#### [Supplied information]
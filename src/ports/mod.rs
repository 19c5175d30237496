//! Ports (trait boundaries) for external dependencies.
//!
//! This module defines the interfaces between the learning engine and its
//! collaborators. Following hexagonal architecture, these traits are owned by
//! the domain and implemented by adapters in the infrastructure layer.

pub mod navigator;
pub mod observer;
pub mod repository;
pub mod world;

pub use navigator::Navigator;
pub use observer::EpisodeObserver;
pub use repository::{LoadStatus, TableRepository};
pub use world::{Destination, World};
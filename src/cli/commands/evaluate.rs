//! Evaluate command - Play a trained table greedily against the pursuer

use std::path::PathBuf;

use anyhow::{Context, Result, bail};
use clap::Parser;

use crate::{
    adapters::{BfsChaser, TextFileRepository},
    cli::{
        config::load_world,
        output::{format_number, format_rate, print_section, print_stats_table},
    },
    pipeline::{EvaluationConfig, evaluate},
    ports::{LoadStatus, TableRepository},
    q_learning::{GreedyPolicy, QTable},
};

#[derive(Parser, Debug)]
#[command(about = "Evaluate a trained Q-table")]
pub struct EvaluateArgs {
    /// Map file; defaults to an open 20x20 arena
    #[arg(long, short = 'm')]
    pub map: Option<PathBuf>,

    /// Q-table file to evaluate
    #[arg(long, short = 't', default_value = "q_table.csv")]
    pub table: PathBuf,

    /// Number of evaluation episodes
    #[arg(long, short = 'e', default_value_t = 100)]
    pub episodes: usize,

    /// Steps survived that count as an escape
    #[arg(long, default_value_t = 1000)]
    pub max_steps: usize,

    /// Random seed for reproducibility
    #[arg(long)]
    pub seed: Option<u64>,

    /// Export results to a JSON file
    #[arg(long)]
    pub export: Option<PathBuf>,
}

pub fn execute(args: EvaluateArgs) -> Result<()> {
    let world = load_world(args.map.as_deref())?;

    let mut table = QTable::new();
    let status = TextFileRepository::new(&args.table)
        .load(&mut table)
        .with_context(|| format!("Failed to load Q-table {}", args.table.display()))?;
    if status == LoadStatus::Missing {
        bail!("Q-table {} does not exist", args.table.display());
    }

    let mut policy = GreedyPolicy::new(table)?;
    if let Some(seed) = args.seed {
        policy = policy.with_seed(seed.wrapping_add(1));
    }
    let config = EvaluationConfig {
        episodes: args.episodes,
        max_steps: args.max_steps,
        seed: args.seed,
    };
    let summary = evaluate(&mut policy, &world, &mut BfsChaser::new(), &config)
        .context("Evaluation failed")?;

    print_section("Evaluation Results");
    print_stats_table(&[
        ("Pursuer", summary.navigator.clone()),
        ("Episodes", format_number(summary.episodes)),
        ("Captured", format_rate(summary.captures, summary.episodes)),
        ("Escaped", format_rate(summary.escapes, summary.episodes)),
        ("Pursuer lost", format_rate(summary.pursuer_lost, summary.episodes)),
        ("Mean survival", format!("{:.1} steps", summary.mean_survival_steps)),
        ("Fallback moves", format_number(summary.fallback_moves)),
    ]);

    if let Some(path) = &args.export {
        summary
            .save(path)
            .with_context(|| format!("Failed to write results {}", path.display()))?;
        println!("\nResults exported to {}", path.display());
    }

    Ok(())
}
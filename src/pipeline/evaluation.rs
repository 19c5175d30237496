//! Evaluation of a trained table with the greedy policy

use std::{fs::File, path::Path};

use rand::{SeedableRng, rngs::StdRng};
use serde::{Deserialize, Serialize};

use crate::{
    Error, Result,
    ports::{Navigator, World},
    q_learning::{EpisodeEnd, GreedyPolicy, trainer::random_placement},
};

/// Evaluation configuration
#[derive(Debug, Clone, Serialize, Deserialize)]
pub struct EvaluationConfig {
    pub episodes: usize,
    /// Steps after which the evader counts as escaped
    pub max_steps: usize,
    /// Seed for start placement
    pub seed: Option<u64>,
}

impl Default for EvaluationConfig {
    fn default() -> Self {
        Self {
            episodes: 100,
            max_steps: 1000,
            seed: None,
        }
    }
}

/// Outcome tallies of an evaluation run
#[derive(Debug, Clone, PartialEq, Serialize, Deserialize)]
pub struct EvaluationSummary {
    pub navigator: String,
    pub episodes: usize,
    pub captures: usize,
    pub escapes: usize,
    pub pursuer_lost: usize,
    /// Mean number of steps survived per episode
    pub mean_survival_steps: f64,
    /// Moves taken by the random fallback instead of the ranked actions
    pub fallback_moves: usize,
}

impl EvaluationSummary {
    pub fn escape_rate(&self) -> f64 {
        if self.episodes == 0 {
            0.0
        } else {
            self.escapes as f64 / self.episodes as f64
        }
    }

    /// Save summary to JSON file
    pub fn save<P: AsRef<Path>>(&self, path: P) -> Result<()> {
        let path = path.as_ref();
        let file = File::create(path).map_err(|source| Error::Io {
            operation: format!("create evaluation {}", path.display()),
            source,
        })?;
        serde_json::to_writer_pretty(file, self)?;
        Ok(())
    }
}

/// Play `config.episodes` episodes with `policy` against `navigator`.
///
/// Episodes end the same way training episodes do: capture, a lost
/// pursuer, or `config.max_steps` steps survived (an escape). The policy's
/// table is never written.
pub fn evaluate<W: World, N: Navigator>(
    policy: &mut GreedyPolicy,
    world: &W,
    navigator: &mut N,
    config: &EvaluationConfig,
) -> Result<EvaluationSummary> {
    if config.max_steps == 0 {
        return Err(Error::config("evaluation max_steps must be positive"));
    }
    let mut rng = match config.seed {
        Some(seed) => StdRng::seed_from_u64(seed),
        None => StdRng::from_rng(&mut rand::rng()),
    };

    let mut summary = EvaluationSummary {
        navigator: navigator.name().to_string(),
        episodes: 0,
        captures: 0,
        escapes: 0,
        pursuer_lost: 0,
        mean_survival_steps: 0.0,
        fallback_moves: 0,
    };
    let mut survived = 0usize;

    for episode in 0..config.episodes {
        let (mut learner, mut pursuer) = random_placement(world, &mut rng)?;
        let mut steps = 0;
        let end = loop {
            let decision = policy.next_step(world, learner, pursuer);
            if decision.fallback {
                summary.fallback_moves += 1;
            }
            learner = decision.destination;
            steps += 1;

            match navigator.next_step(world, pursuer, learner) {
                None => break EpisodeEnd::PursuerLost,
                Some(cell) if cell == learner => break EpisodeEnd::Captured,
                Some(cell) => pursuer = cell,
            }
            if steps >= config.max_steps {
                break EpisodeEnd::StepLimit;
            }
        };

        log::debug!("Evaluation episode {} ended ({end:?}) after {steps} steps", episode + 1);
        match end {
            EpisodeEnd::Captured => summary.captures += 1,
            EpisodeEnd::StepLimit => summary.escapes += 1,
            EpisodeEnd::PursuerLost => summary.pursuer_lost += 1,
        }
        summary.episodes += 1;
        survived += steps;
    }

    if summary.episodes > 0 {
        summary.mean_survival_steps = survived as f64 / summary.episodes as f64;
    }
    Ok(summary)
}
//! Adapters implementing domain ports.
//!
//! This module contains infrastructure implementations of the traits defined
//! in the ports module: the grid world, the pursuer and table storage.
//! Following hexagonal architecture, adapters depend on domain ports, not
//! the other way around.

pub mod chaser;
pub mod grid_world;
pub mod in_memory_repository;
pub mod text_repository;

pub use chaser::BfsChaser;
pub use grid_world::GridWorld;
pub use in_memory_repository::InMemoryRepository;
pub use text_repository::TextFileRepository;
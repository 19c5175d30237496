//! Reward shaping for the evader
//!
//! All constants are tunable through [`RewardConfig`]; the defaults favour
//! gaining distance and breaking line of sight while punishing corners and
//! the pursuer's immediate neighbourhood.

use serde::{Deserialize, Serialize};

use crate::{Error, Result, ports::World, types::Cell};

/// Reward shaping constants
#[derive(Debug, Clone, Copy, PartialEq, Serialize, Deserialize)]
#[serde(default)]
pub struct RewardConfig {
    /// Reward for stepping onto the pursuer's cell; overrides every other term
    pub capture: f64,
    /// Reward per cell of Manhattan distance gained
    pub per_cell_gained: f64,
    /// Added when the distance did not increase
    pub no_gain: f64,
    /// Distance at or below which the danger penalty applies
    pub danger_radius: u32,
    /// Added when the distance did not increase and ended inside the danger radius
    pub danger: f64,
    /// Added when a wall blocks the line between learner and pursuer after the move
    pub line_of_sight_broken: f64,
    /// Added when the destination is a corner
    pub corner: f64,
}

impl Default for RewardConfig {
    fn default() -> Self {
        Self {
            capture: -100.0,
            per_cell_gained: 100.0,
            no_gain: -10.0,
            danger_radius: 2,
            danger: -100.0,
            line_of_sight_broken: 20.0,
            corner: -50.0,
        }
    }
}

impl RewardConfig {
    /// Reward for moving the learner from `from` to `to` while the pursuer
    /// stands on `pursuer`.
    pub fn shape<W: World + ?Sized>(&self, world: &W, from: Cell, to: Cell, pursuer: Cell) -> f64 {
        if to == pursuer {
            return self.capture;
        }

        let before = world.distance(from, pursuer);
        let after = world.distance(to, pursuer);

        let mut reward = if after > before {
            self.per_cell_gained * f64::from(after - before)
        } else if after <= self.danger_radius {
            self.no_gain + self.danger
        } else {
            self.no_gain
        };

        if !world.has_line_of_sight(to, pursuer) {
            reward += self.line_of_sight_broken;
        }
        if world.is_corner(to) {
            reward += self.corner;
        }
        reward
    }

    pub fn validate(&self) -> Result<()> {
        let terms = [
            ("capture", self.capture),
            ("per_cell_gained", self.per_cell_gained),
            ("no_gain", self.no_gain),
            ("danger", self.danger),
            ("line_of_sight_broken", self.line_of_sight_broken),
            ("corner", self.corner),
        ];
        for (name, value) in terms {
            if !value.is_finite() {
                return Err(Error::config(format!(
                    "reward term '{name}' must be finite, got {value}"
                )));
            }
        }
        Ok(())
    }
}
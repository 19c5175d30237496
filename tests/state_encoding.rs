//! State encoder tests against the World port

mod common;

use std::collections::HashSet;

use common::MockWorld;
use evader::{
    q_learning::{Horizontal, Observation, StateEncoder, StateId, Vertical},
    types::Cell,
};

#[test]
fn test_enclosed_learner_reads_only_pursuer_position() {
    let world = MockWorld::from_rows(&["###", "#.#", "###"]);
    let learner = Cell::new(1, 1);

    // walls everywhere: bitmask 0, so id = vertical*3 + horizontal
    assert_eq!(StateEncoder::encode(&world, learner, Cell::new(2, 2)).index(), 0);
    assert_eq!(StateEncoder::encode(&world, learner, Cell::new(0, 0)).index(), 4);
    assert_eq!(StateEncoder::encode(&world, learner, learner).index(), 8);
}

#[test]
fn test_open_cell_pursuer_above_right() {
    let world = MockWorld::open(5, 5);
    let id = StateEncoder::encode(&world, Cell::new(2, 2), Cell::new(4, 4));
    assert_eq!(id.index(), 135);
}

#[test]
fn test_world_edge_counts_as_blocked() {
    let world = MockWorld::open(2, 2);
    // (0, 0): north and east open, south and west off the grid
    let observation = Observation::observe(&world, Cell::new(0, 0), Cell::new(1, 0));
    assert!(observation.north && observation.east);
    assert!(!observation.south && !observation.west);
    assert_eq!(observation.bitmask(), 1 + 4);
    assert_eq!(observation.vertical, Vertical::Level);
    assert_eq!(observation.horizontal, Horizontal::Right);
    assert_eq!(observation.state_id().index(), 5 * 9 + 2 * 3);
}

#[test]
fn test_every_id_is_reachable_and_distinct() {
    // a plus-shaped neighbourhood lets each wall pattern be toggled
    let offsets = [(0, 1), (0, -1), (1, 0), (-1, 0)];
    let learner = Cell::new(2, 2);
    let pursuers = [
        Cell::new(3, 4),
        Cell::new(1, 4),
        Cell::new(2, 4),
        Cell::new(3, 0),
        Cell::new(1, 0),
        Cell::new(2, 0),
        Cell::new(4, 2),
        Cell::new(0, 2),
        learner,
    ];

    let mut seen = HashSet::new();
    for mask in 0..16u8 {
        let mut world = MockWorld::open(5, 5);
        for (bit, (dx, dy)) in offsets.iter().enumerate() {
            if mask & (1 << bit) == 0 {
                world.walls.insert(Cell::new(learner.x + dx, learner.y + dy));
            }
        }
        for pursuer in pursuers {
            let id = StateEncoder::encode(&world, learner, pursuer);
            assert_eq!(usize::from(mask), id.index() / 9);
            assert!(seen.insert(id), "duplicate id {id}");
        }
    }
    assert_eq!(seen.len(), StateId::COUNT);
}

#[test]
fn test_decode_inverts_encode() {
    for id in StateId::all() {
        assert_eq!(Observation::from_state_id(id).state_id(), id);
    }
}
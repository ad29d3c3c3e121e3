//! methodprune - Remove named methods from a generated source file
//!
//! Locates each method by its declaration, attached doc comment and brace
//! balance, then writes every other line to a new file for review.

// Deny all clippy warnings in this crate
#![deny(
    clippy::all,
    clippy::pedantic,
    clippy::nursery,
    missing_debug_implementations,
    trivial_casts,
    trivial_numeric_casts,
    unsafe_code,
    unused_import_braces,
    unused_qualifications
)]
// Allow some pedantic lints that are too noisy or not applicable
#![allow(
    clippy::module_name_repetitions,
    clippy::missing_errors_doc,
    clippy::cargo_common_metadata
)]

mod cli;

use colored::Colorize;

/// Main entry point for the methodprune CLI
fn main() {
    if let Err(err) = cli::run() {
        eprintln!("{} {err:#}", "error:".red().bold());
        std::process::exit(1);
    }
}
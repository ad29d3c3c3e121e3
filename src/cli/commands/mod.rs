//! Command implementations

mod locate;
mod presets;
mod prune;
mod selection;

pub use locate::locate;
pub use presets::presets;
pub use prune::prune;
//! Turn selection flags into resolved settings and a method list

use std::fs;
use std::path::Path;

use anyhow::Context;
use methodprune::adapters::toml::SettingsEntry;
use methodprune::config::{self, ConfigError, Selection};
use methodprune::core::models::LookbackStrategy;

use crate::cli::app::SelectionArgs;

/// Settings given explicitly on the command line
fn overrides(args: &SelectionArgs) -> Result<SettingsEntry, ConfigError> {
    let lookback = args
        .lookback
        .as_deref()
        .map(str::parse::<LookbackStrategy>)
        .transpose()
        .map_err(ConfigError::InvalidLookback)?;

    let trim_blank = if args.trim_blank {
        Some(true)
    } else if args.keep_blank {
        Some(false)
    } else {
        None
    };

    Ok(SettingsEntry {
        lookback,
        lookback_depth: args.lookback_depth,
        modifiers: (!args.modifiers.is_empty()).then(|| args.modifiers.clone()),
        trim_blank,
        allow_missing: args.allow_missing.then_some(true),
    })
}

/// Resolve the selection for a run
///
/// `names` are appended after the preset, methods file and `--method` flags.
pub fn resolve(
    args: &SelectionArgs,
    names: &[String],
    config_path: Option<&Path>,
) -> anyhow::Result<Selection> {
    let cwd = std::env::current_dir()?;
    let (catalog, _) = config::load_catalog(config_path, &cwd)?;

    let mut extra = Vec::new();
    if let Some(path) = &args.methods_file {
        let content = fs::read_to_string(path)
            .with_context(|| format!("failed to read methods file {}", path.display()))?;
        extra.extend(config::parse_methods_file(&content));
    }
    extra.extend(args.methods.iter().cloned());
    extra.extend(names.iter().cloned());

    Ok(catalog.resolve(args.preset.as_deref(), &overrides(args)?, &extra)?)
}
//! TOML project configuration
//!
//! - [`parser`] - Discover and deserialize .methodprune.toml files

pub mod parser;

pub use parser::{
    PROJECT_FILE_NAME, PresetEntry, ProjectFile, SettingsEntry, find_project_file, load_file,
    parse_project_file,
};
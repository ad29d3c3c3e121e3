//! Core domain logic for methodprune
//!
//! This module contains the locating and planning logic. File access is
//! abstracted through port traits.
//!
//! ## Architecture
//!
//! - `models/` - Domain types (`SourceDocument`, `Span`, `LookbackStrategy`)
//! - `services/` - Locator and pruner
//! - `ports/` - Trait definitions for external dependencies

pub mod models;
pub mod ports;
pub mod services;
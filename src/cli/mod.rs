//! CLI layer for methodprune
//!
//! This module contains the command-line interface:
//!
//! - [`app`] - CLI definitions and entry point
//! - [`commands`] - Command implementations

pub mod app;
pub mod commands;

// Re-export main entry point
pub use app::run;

#### [What is required]
Looking at the records above, say how many lines contain the string "bail". Give the number and no other words.

#### [Task output]
2